DIRECTIONS
Among the lines of the records, please find those that contain the word "clicks" and copy them.

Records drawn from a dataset
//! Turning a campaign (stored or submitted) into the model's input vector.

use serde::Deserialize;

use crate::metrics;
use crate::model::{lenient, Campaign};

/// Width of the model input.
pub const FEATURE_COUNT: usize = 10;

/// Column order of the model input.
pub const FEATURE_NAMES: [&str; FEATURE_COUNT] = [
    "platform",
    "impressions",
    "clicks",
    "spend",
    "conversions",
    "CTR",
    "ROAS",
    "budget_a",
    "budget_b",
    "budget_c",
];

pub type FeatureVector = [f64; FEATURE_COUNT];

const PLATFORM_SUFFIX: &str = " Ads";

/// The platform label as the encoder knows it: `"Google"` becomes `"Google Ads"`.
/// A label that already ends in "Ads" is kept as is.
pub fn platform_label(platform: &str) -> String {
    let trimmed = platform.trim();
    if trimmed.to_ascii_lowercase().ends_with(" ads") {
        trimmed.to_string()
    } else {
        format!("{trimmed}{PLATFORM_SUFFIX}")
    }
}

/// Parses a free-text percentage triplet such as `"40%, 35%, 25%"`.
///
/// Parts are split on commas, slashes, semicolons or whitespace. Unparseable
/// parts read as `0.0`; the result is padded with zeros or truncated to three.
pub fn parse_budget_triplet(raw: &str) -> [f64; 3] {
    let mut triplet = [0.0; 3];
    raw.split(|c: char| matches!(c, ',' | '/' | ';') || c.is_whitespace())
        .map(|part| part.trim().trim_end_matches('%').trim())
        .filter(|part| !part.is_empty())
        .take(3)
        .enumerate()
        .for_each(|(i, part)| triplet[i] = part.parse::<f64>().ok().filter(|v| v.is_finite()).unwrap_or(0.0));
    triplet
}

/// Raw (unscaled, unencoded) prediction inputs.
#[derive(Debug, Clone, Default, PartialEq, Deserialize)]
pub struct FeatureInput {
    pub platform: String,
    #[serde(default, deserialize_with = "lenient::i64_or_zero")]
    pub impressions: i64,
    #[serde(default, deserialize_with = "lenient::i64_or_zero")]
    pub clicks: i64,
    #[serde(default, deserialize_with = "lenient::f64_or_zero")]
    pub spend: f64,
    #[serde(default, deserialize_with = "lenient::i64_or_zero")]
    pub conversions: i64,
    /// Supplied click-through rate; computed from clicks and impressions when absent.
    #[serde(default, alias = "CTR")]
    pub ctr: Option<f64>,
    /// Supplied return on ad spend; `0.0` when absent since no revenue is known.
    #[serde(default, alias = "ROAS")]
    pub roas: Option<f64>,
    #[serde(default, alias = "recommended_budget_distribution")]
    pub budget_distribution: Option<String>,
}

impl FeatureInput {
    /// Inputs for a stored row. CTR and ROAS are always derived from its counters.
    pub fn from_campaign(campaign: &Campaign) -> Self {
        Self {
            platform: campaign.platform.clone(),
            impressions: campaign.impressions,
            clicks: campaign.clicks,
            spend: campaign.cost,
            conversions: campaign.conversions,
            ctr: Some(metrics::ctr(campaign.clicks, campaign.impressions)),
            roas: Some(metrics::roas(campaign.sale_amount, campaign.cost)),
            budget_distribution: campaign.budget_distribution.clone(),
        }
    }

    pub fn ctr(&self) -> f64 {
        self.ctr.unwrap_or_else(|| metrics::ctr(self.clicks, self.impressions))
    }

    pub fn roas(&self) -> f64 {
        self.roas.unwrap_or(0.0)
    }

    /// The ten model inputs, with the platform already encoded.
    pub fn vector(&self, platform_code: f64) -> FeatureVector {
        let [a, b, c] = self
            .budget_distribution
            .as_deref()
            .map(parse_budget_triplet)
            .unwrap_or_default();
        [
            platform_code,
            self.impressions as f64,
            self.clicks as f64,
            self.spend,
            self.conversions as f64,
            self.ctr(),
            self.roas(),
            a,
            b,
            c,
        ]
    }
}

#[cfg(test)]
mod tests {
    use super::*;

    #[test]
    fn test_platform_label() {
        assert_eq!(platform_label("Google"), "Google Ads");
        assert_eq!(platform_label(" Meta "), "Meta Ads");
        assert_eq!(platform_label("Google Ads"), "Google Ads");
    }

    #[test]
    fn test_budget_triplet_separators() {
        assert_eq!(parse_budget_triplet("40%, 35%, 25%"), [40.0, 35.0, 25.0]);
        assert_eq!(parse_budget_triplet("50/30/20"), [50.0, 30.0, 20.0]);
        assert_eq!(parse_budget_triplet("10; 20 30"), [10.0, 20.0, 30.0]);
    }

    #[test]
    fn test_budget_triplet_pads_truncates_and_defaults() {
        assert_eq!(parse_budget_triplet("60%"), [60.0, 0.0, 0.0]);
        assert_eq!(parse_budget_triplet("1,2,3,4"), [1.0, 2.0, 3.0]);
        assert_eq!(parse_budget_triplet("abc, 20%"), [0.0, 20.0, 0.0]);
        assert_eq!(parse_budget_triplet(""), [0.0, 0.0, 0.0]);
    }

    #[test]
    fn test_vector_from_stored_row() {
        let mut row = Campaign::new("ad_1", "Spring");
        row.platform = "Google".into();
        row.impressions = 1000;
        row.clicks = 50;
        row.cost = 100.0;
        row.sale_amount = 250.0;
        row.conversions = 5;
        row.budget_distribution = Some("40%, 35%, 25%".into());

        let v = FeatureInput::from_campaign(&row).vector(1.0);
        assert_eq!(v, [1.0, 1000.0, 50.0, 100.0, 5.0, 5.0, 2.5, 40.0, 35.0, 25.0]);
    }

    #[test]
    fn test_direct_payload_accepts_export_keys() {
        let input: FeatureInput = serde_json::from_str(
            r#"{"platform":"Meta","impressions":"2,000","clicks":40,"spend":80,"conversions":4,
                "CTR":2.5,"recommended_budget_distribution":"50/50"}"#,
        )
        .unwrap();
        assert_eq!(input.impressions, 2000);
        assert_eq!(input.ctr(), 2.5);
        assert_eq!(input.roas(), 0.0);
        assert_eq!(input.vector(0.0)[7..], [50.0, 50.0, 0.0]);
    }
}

TASK OUTPUT
    "clicks",
    pub clicks: i64,
    /// Supplied click-through rate; computed from clicks and impressions when absent.
            clicks: campaign.clicks,
            ctr: Some(metrics::ctr(campaign.clicks, campaign.impressions)),
        self.ctr.unwrap_or_else(|| metrics::ctr(self.clicks, self.impressions))
            self.clicks as f64,
        row.clicks = 50;
            r#"{"platform":"Meta","impressions":"2,000","clicks":40,"spend":80,"conversions":4,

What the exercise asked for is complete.